Hartt and Arata were on a photography tour led by Len Rue Jr. and Michael Francis.
Every day they went out in polar buggies. The vehicles were built high to keep them above the bears, but that did not preclude close contact – the bears could get under the buggies and look up at the photographers through the grated floor.
“We could feel their breath,” Hartt said.
The photographers put beanbags on the sills of the windows to have a place to rest their cameras. One beanbag fell to the ground; in an instant, a bear shot to the spot and devoured the bag.
Adapted to live in bitter cold, polar bears are formidable creatures. They are 3 to 4 feet high at the shoulder when on all fours, and a male can weigh up to 1,400 pounds. They can run 25 miles an hour for short distances.
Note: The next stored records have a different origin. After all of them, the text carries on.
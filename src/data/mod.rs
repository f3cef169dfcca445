//! Sparse dataset storage: pages, metadata, ingestion, and the factory.
//!
//! # Overview
//!
//! A training dataset is a sequence of fixed-format CSR chunks
//! ([`SparsePage`]) plus one [`MetaInfo`]. Datasets are built once, through
//! an [`Adapter`] or from the versioned binary format, and are immutable
//! afterwards. Datasets larger than memory are backed by the on-disk
//! [`PageCache`] and streamed batch by batch.
//!
//! [`DMatrix`] is the entry point: [`DMatrix::load`] resolves a data uri
//! (text stream, binary file, optional cache prefix) and
//! [`DMatrix::create`] wraps an already ingested source, reconciling the
//! dataset shape across distributed workers.

pub mod adapter;
mod dmatrix;
mod group_builder;
mod meta;
mod page;
mod page_cache;
pub mod parser;
pub mod uri;

pub use adapter::{Adapter, CscAdapter, CsrAdapter, DenseAdapter, FileAdapter, RowBlock};
pub use dmatrix::{Batches, DMatrix, MatrixSource, DEFAULT_PAGE_SIZE};
pub use group_builder::ParallelGroupBuilder;
pub use meta::{InfoBuffer, MetaInfo};
pub use page::{Entry, SparsePage};
pub use page_cache::{PageCache, PageCacheWriter, PageIter};
pub use parser::{LineParser, RowBatch, RowParser, TextFormat};
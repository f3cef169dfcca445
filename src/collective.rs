//! Distributed reduction contract.
//!
//! Cluster identity is an explicit handle, not ambient state: every
//! operation that needs rank, world size, or a reduction takes a
//! [`Communicator`], so tests can inject single- or multi-rank contexts
//! deterministically.
//!
//! The collectives are synchronous and blocking. Every participating worker
//! must issue the same sequence of collective calls in the same order, or
//! the whole job deadlocks; code paths in this crate that start a collective
//! are reached identically by every worker, and implementations of the
//! transport must preserve that property.

/// Handle to the distributed worker group this process belongs to.
pub trait Communicator: Send + Sync {
    /// This worker's index within the group, in `0..world_size()`.
    fn rank(&self) -> usize;

    /// Number of cooperating workers.
    fn world_size(&self) -> usize;

    /// Whether this process is part of a multi-worker job.
    fn is_distributed(&self) -> bool {
        self.world_size() > 1
    }

    /// Elementwise sum of `buf` across all workers; every worker receives
    /// the aggregate in place.
    fn allreduce_sum(&self, buf: &mut [u64]);

    /// Elementwise maximum of `buf` across all workers.
    fn allreduce_max(&self, buf: &mut [u64]);
}

/// The non-distributed default: one worker, reductions are identities.
#[derive(Debug, Clone, Copy, Default)]
pub struct SingleWorker;

impl Communicator for SingleWorker {
    fn rank(&self) -> usize {
        0
    }

    fn world_size(&self) -> usize {
        1
    }

    fn allreduce_sum(&self, _buf: &mut [u64]) {}

    fn allreduce_max(&self, _buf: &mut [u64]) {}
}

/// Deterministic in-process stand-in for a worker group.
///
/// Each simulated peer `r` contributes `contributions[r]` to every
/// collective (shorter contributions are treated as zero-extended). This is
/// enough to exercise the shape-reconciliation protocol, where a worker's
/// contribution is its local column count, from a single test process.
#[derive(Debug, Clone)]
pub struct StaticGroup {
    rank: usize,
    contributions: Vec<Vec<u64>>,
}

impl StaticGroup {
    /// Build the group member for `rank`, given every rank's contribution.
    pub fn new(rank: usize, contributions: Vec<Vec<u64>>) -> Self {
        assert!(rank < contributions.len(), "rank outside the group");
        Self { rank, contributions }
    }

    fn peers(&self) -> impl Iterator<Item = &Vec<u64>> {
        let rank = self.rank;
        self.contributions
            .iter()
            .enumerate()
            .filter(move |(r, _)| *r != rank)
            .map(|(_, c)| c)
    }
}

impl Communicator for StaticGroup {
    fn rank(&self) -> usize {
        self.rank
    }

    fn world_size(&self) -> usize {
        self.contributions.len()
    }

    fn allreduce_sum(&self, buf: &mut [u64]) {
        for peer in self.peers() {
            for (i, slot) in buf.iter_mut().enumerate() {
                *slot += peer.get(i).copied().unwrap_or(0);
            }
        }
    }

    fn allreduce_max(&self, buf: &mut [u64]) {
        for peer in self.peers() {
            for (i, slot) in buf.iter_mut().enumerate() {
                *slot = (*slot).max(peer.get(i).copied().unwrap_or(0));
            }
        }
    }
}
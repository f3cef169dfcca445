//! Uniform ingestion interface over external input layouts.
//!
//! An [`Adapter`] normalizes one specific input layout (dense matrix, CSR,
//! CSC, parsed file stream) into [`RowBlock`] batches, which is the only
//! shape the matrix factory consumes. Adapters are read once, front to
//! back; a block stays valid until the next `next_block` call.

use ndarray::ArrayView2;
use rayon::prelude::*;

use super::group_builder::ParallelGroupBuilder;
use super::page::Entry;
use super::parser::{RowBatch, RowParser};
use crate::error::IngestionError;

/// A borrowed batch of externally parsed rows.
///
/// `offset` has one bound per row plus a terminator and may be a window
/// into a larger array (`offset[0]` need not be 0); `index` and `value` are
/// indexed by the offset values themselves. A missing `value` array means
/// every entry has the implicit value 1.0. `label` carries one value per
/// row when the source has labels.
#[derive(Debug, Clone, Copy)]
pub struct RowBlock<'a> {
    pub offset: &'a [u64],
    pub index: &'a [u32],
    pub value: Option<&'a [f32]>,
    pub label: Option<&'a [f32]>,
}

impl RowBlock<'_> {
    /// Number of rows in the block.
    #[inline]
    pub fn num_rows(&self) -> usize {
        self.offset.len() - 1
    }

    /// Number of entries in the block.
    #[inline]
    pub fn num_entries(&self) -> usize {
        (self.offset[self.num_rows()] - self.offset[0]) as usize
    }
}

/// Uniform ingestion contract consumed by the matrix factory.
pub trait Adapter {
    /// The next batch of rows, or `None` when the input is exhausted.
    fn next_block(&mut self) -> Result<Option<RowBlock<'_>>, IngestionError>;

    /// Column count known up front; 0 when only the data can tell.
    fn num_cols_hint(&self) -> u64 {
        0
    }
}

// ============================================================================
// Dense
// ============================================================================

/// Adapter over a dense sample-major matrix (`[n_rows, n_cols]`).
///
/// Values equal to `missing` (`NaN` matches `NaN`) are dropped.
pub struct DenseAdapter {
    offset: Vec<u64>,
    index: Vec<u32>,
    value: Vec<f32>,
    num_cols: u64,
    done: bool,
}

impl DenseAdapter {
    pub fn new(matrix: ArrayView2<'_, f32>, missing: f32) -> Self {
        let n_rows = matrix.nrows();
        let n_cols = matrix.ncols();
        let keep = |v: f32| {
            if missing.is_nan() {
                !v.is_nan()
            } else {
                v != missing
            }
        };

        // Count per row in parallel, then fill sequentially.
        let counts: Vec<usize> = (0..n_rows)
            .into_par_iter()
            .map(|r| (0..n_cols).filter(|&c| keep(matrix[[r, c]])).count())
            .collect();

        let total: usize = counts.iter().sum();
        let mut offset = Vec::with_capacity(n_rows + 1);
        offset.push(0u64);
        let mut index = Vec::with_capacity(total);
        let mut value = Vec::with_capacity(total);
        for r in 0..n_rows {
            for c in 0..n_cols {
                let v = matrix[[r, c]];
                if keep(v) {
                    index.push(c as u32);
                    value.push(v);
                }
            }
            offset.push(index.len() as u64);
        }
        debug_assert_eq!(index.len(), total);

        Self {
            offset,
            index,
            value,
            num_cols: n_cols as u64,
            done: false,
        }
    }
}

impl Adapter for DenseAdapter {
    fn next_block(&mut self) -> Result<Option<RowBlock<'_>>, IngestionError> {
        if self.done {
            return Ok(None);
        }
        self.done = true;
        Ok(Some(RowBlock {
            offset: &self.offset,
            index: &self.index,
            value: Some(&self.value),
            label: None,
        }))
    }

    fn num_cols_hint(&self) -> u64 {
        self.num_cols
    }
}

// ============================================================================
// CSR
// ============================================================================

/// Adapter over caller-owned CSR arrays; zero-copy.
pub struct CsrAdapter<'a> {
    offset: &'a [u64],
    index: &'a [u32],
    value: &'a [f32],
    num_cols: u64,
    done: bool,
}

impl<'a> CsrAdapter<'a> {
    /// `offset` is the row boundary array (`offset[0] == 0`), `index` and
    /// `value` the entry arrays, `num_cols` the declared width.
    pub fn new(offset: &'a [u64], index: &'a [u32], value: &'a [f32], num_cols: u64) -> Self {
        debug_assert_eq!(offset.first().copied(), Some(0));
        debug_assert_eq!(offset.last().map(|&n| n as usize), Some(index.len()));
        Self {
            offset,
            index,
            value,
            num_cols,
            done: false,
        }
    }
}

impl Adapter for CsrAdapter<'_> {
    fn next_block(&mut self) -> Result<Option<RowBlock<'_>>, IngestionError> {
        if self.done {
            return Ok(None);
        }
        self.done = true;
        Ok(Some(RowBlock {
            offset: self.offset,
            index: self.index,
            value: Some(self.value),
            label: None,
        }))
    }

    fn num_cols_hint(&self) -> u64 {
        self.num_cols
    }
}

// ============================================================================
// CSC
// ============================================================================

/// Adapter over CSC arrays, normalized to row order at construction.
///
/// The column-to-row flip reuses the two-pass bucket builder with rows as
/// the groups.
pub struct CscAdapter {
    offset: Vec<u64>,
    index: Vec<u32>,
    value: Vec<f32>,
    num_cols: u64,
    done: bool,
}

impl CscAdapter {
    /// `col_ptr` is the column boundary array (`col_ptr[0] == 0`),
    /// `row_index`/`value` the entry arrays, `num_rows` the matrix height.
    pub fn new(col_ptr: &[u64], row_index: &[u32], value: &[f32], num_rows: usize) -> Self {
        let n_cols = col_ptr.len().saturating_sub(1);
        let mut builder = ParallelGroupBuilder::<Entry>::new();
        builder.init_budget(num_rows, 1);
        for &r in row_index {
            // SAFETY: single logical thread.
            unsafe { builder.add_budget(r as usize, 0) };
        }
        builder.init_storage();
        for c in 0..n_cols {
            for j in col_ptr[c] as usize..col_ptr[c + 1] as usize {
                // SAFETY: replays the budget pass on the same thread.
                unsafe { builder.push(row_index[j] as usize, Entry::new(c as u32, value[j]), 0) };
            }
        }
        let (offset, entries) = builder.into_parts();

        Self {
            offset,
            index: entries.iter().map(|e| e.index).collect(),
            value: entries.iter().map(|e| e.fvalue).collect(),
            num_cols: n_cols as u64,
            done: false,
        }
    }
}

impl Adapter for CscAdapter {
    fn next_block(&mut self) -> Result<Option<RowBlock<'_>>, IngestionError> {
        if self.done {
            return Ok(None);
        }
        self.done = true;
        Ok(Some(RowBlock {
            offset: &self.offset,
            index: &self.index,
            value: Some(&self.value),
            label: None,
        }))
    }

    fn num_cols_hint(&self) -> u64 {
        self.num_cols
    }
}

// ============================================================================
// File stream
// ============================================================================

/// Adapter over the external row-stream parser.
pub struct FileAdapter<P> {
    parser: P,
    batch: Option<RowBatch>,
}

impl<P: RowParser> FileAdapter<P> {
    pub fn new(parser: P) -> Self {
        Self {
            parser,
            batch: None,
        }
    }
}

impl<P: RowParser> Adapter for FileAdapter<P> {
    fn next_block(&mut self) -> Result<Option<RowBlock<'_>>, IngestionError> {
        self.batch = self.parser.next_batch()?;
        Ok(self.batch.as_ref().map(RowBatch::as_block))
    }
}

#[cfg(test)]
mod tests {
    use super::*;
    use ndarray::array;

    fn collect_rows(adapter: &mut dyn Adapter) -> Vec<Vec<(u32, f32)>> {
        let mut rows = Vec::new();
        while let Some(block) = adapter.next_block().unwrap() {
            for i in 0..block.num_rows() {
                let lo = block.offset[i] as usize;
                let hi = block.offset[i + 1] as usize;
                let row = (lo..hi)
                    .map(|j| (block.index[j], block.value.map_or(1.0, |v| v[j])))
                    .collect();
                rows.push(row);
            }
        }
        rows
    }

    #[test]
    fn dense_drops_nan_missing() {
        let m = array![[1.0, f32::NAN, 2.0], [f32::NAN, 3.0, f32::NAN]];
        let mut a = DenseAdapter::new(m.view(), f32::NAN);
        assert_eq!(a.num_cols_hint(), 3);
        let rows = collect_rows(&mut a);
        assert_eq!(rows, vec![vec![(0, 1.0), (2, 2.0)], vec![(1, 3.0)]]);
    }

    #[test]
    fn dense_finite_missing_value() {
        let m = array![[1.0, 0.0], [0.0, 2.0]];
        let mut a = DenseAdapter::new(m.view(), 0.0);
        let rows = collect_rows(&mut a);
        assert_eq!(rows, vec![vec![(0, 1.0)], vec![(1, 2.0)]]);
    }

    #[test]
    fn dense_yields_exactly_one_block() {
        let m = array![[1.0f32]];
        let mut a = DenseAdapter::new(m.view(), f32::NAN);
        assert!(a.next_block().unwrap().is_some());
        assert!(a.next_block().unwrap().is_none());
    }

    #[test]
    fn csr_zero_copy_view() {
        let offset = [0u64, 2, 2, 3];
        let index = [0u32, 4, 2];
        let value = [1.0f32, 2.0, 3.0];
        let mut a = CsrAdapter::new(&offset, &index, &value, 5);
        assert_eq!(a.num_cols_hint(), 5);
        let rows = collect_rows(&mut a);
        assert_eq!(rows, vec![vec![(0, 1.0), (4, 2.0)], vec![], vec![(2, 3.0)]]);
    }

    #[test]
    fn csc_normalizes_to_rows() {
        // Columns: col0 = {row0: 1.0, row2: 4.0}, col1 = {row1: 3.0}
        let col_ptr = [0u64, 2, 3];
        let row_index = [0u32, 2, 1];
        let value = [1.0f32, 4.0, 3.0];
        let mut a = CscAdapter::new(&col_ptr, &row_index, &value, 3);
        assert_eq!(a.num_cols_hint(), 2);
        let rows = collect_rows(&mut a);
        assert_eq!(rows, vec![vec![(0, 1.0)], vec![(1, 3.0)], vec![(0, 4.0)]]);
    }

    #[test]
    fn csc_empty() {
        let col_ptr = [0u64];
        let mut a = CscAdapter::new(&col_ptr, &[], &[], 0);
        let rows = collect_rows(&mut a);
        assert!(rows.is_empty());
    }
}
Yet the slides taken by Hartt and Arata show the bears in familial poses – nuzzling each other, seeming to dance together and gazing off into the distance.
Females may have one to three cubs, depending on their body fat at the time of gestation. The cubs stay with their mothers for two to three years.
“They mind,” Hartt said. “There are no wayward babies whatsoever. We as mothers were quite impressed.”
She met Arata when both joined the Bangor Camera Club a few years ago.
They found out about photography tours through the club and are eager to try more – a trip to Tanzania is planned in January. Each has a Nikon camera with a 500-millimeter lens.
Asked to offer tips to aspiring photographers, Hartt said, “Join the Camera Club.”
“Keep a camera in the car at all times, and be prepared to stop when something grabs you,” Arata said. “It’s best to shoot in the early morning and evening, because the key to a spectacular picture is light.”
“The Polar Bears of Churchill” will be shown at 7:30 p.m. Tuesday, May 21, at Fields Pond Nature Center, 216 Field Pond Road, Holden.
The cost is $5 for Maine Audubon members, $6 for nonmembers.